Я уехал к тетке.
Ее имение ничуть не изменилось с тех пор, как я здесь бывал, но на этот раз оно меня несравненно более очаровало. Я нашел в нем то, чего не было в Турове: типичную природу средней полосы России и тот подмосковный Усадебный стиль, который я облюбовал в Наре.
Первая неделя прошла в выискивании мотивов. Стояла золотая осень, в тот раз особенно рано наступившая. Я начал писать из окон второго этажа группу деревьев, сквозь желтую листву которых просвечивали белые стены церкви, с зеленой крышей. Окончив этот этюд, написал другой - вид на садовую колоннаду дома, обросшую красным диким виноградом.
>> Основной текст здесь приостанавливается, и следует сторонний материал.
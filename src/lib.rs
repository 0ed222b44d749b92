//! Plain-text task lists in the todo.txt format, and a scanner that turns
//! `TODO`/`FIXME`-style source comments into tasks of the same format.

pub mod cli;
pub mod io;
pub mod model;
pub mod ops;
pub mod parse;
Проснувшись как-то утром и взглянув в окно, я, к удивлению, увидел, что выпал снег: весь сад был в снегу, снегом была засыпана колонная терраса. Зрелище снега с ярко-желтой листвой было столь неожиданно и в то же время прекрасно, что я немедленно устроился на террасе и в течение трех дней написал ту картину, которая находится сейчас в Третьяковской галерее и носит название "Сентябрьский снег".
Окончив ее, я ясно почувствовал, что сделал какой-то значительный шаг вперед по сравнению с этюдами Нары, что здесь лучше передан материал, но в то же время и больше поэзии, без которой пейзаж есть только протокол. Я чувствовал, что мастерство растет, что работается легче и увереннее.
Еще через несколько дней я в первый раз увидел иней. Видал его, конечно, и прежде, но не как художник, а как обыватель, теперь же я впился глазами в это необычайное, фантастическое зрелище, в эту сказку в действительности. Был солнечный морозный день после нескольких дней оттепели. Иней сверкал бриллиантовыми кружевами на бирюзовой эмали неба.
Я весь день ходил как во сне, наслаждаясь, наблюдая и готовясь наутро начать вещь, которая, казалось мне, должна выйти невиданной по теме и живописному напряжению. Увы, я был неопытен и не рассчитал: наутро от инея не осталось и следа, он исчез, как будто его и не бывало. Я не знал еще тогда, сколь капризен и мимолетен иней, не знал, как надо спешить с работой, когда за ночь деревья одеваются в эти сказочно-прекрасные одежды, как дороги тогда не только дни, но и часы и минуты. Исчезновение инея было горько и обидно, но оно научило меня в дальнейшем многому.
Мне надо было, однако, уезжать: следовало узнать в Москве, когда и где будет наша новая выставка - "Союза русских художников", - и надо было съездить в Петербург, чтобы ликвидировать мою мастерскую и квартиру на 14-й линии Васильевского острова, так как мое решение перебраться в Москву было непоколебимо. Одна лишь забота не давала покоя: то, что я получил до тех пор за проданные с выставки вещи, подходило к концу и приходилось думать о новых источниках существования, которых я не представлял себе вне собственной живописи.
Я с ужасом думал о возможной перспективе иллюстраций и даже новой серии открыток, которую мне навязывал И.М. Степанов и к которой я решил прибегнуть только в самом крайнем случае.
Как ни удерживала меня тетушка в Титове, я уехал, пообещав после Рождества вернуться и остаться там до лета.